Dataset entries

>>>>>

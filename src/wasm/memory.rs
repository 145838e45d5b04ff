//! Linear memory of a live guest instance.

use wasmtime::{AsContextMut, Func, Memory as WasmMemory, Val, ValType};

use super::runtime::HostState;
use crate::abi::buffer::{read_slice, write_slice};
use crate::abi::{AbiError, Allocator, Handle, PackedData, RawMemory};
use crate::logging::trace;

/// Exports the runtime resolves once per instance.
#[derive(Debug, Clone, Copy)]
pub(crate) struct GuestExports {
    pub(crate) memory: WasmMemory,
    pub(crate) malloc: Option<Func>,
    pub(crate) free: Option<Func>,
}

/// [`RawMemory`] + [`Allocator`] over a guest's `memory`, `malloc` and `free`.
///
/// Generic over the store context so the same accessor serves host-initiated
/// calls (`&mut Store`) and host functions running inside a guest call
/// (`&mut Caller`). Handle registrations live in the store data and survive
/// the accessor.
pub struct InstanceMemory<C> {
    ctx: C,
    exports: GuestExports,
}

impl<C> InstanceMemory<C>
where
    C: AsContextMut<Data = HostState>,
{
    pub(crate) fn new(ctx: C, exports: GuestExports) -> Self {
        Self { ctx, exports }
    }

    fn call_allocator(
        &mut self,
        operation: &'static str,
        func: Option<Func>,
        arg: u64,
    ) -> Result<Option<u64>, AbiError> {
        let func = func.ok_or_else(|| AbiError::Allocation {
            operation,
            reason: "function is not exported by the guest".to_string(),
        })?;
        let ty = func.ty(self.ctx.as_context());
        let params: Vec<Val> = ty.params().map(|ty| native_arg(&ty, arg)).collect();
        let mut results: Vec<Val> = ty.results().map(|ty| native_arg(&ty, 0)).collect();

        trace!(operation, arg, "calling guest allocator");
        func.call(self.ctx.as_context_mut(), &params, &mut results)
            .map_err(|e| AbiError::Allocation {
                operation,
                reason: format!("{e:#}"),
            })?;

        Ok(results.first().and_then(native_word))
    }
}

/// Zero-extend `value` into a native value of type `ty`.
pub(crate) fn native_arg(ty: &ValType, value: u64) -> Val {
    match ty {
        ValType::I32 => Val::I32(value as u32 as i32),
        _ => Val::I64(value as i64),
    }
}

/// Read a native integer result back as a word.
pub(crate) fn native_word(val: &Val) -> Option<u64> {
    match val {
        Val::I64(v) => Some(*v as u64),
        Val::I32(v) => Some(u64::from(*v as u32)),
        _ => None,
    }
}

impl<C> RawMemory for InstanceMemory<C>
where
    C: AsContextMut<Data = HostState>,
{
    fn size(&self) -> usize {
        self.exports.memory.data_size(self.ctx.as_context())
    }

    fn read(&self, operation: &'static str, offset: u32, len: u32) -> Result<Vec<u8>, AbiError> {
        let data = self.exports.memory.data(self.ctx.as_context());
        read_slice(data, operation, offset, len).map(<[u8]>::to_vec)
    }

    fn write(&mut self, operation: &'static str, offset: u32, bytes: &[u8]) -> Result<(), AbiError> {
        let data = self.exports.memory.data_mut(self.ctx.as_context_mut());
        write_slice(data, operation, offset, bytes)
    }
}

impl<C> Allocator for InstanceMemory<C>
where
    C: AsContextMut<Data = HostState>,
{
    fn malloc(&mut self, size: u32) -> Result<u32, AbiError> {
        let malloc = self.exports.malloc;
        let word = self
            .call_allocator("malloc", malloc, u64::from(size))?
            .ok_or_else(|| AbiError::Allocation {
                operation: "malloc",
                reason: "guest malloc returned no value".to_string(),
            })?;
        let offset = u32::try_from(word).map_err(|_| AbiError::Allocation {
            operation: "malloc",
            reason: format!("returned offset {word} does not fit in 32 bits"),
        })?;
        if offset == 0 && size > 0 {
            return Err(AbiError::Allocation {
                operation: "malloc",
                reason: format!("guest could not allocate {size} bytes"),
            });
        }
        trace!(size, offset, "malloc");
        Ok(offset)
    }

    fn release(&mut self, offset: u32) -> Result<(), AbiError> {
        let free = self.exports.free;
        self.call_allocator("free", free, u64::from(offset))?;
        trace!(offset, "free");
        Ok(())
    }

    fn adopt(&mut self, packed: PackedData) -> Handle {
        self.ctx.as_context_mut().data_mut().handles.adopt(packed)
    }

    fn resolve(&self, handle: &Handle) -> Result<PackedData, AbiError> {
        self.ctx.as_context().data().handles.resolve(handle)
    }

    fn retire(&mut self, offset: u32) {
        self.ctx.as_context_mut().data_mut().handles.retire(offset);
    }
}
//! Error types for guest module execution.

use thiserror::Error;

use crate::abi::AbiError;

/// Errors that can occur while creating or calling into a guest module.
#[derive(Error, Debug)]
pub enum WasmError {
    /// Wasmtime engine, compilation or linking error.
    #[error("Wasmtime error: {0}")]
    Wasmtime(#[from] wasmtime::Error),

    /// Failed to read a wasm binary.
    #[error("Failed to load wasm module: {0}")]
    Io(#[from] std::io::Error),

    /// Packed-value encoding or memory access error.
    #[error(transparent)]
    Abi(#[from] AbiError),

    /// The guest does not export something the runtime requires.
    #[error("Module does not export '{0}'")]
    MissingExport(String),

    /// Requested guest function is not exported.
    #[error("Function not found in module: {0}")]
    FunctionNotFound(String),

    /// An argument could not be allocated, written or packed.
    #[error("Failed to write argument {index} of guest function '{function}': {source}")]
    Argument {
        function: String,
        index: usize,
        #[source]
        source: AbiError,
    },

    /// The guest call itself failed (trap, signature mismatch, ...).
    #[error("Failed to invoke the guest function '{function}': {reason}")]
    Call { function: String, reason: String },

    /// The returned word could not be decoded into packed values.
    #[error("Failed to decode results of '{function}': {source}")]
    Decode {
        function: String,
        #[source]
        source: AbiError,
    },

    /// A host function received a different number of slots than it declares.
    #[error("Params mismatch for host function '{function}': expected {expected}, received {received}")]
    ParamsMismatch {
        function: String,
        expected: usize,
        received: usize,
    },

    /// The wasm binary does not match the expected hash.
    #[error("Hash mismatch: expected {expected}, got {actual}")]
    Integrity { expected: String, actual: String },

    /// WASI context could not be configured.
    #[error("WASI configuration error: {0}")]
    Wasi(String),

    /// A host function callback reported a failure.
    #[error("Host function '{function}' failed: {reason}")]
    Callback { function: String, reason: String },

    /// Memory owned by a call result could not be released.
    #[error("Failed to release memory of '{function}': {source}")]
    Cleanup {
        function: String,
        #[source]
        source: AbiError,
    },
}

impl WasmError {
    /// Create a callback error from a host function name and message.
    pub fn callback(function: impl Into<String>, reason: impl Into<String>) -> Self {
        Self::Callback {
            function: function.into(),
            reason: reason.into(),
        }
    }

    /// Returns `true` if this is a hash mismatch.
    pub fn is_integrity(&self) -> bool {
        matches!(self, Self::Integrity { .. })
    }

    /// Returns `true` if a host function was called with the wrong arity.
    pub fn is_params_mismatch(&self) -> bool {
        matches!(self, Self::ParamsMismatch { .. })
    }

    /// Returns the underlying [`AbiError`], if any.
    pub fn abi(&self) -> Option<&AbiError> {
        match self {
            Self::Abi(source)
            | Self::Argument { source, .. }
            | Self::Decode { source, .. }
            | Self::Cleanup { source, .. } => Some(source),
            _ => None,
        }
    }
}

<<<<<

*Exercise brief*
Search the records above for "expected". Copy each line where it is found.

*Reply*
    #[error("Params mismatch for host function '{function}': expected {expected}, received {received}")]
        expected: usize,
    /// The wasm binary does not match the expected hash.
    #[error("Hash mismatch: expected {expected}, got {actual}")]
    Integrity { expected: String, actual: String },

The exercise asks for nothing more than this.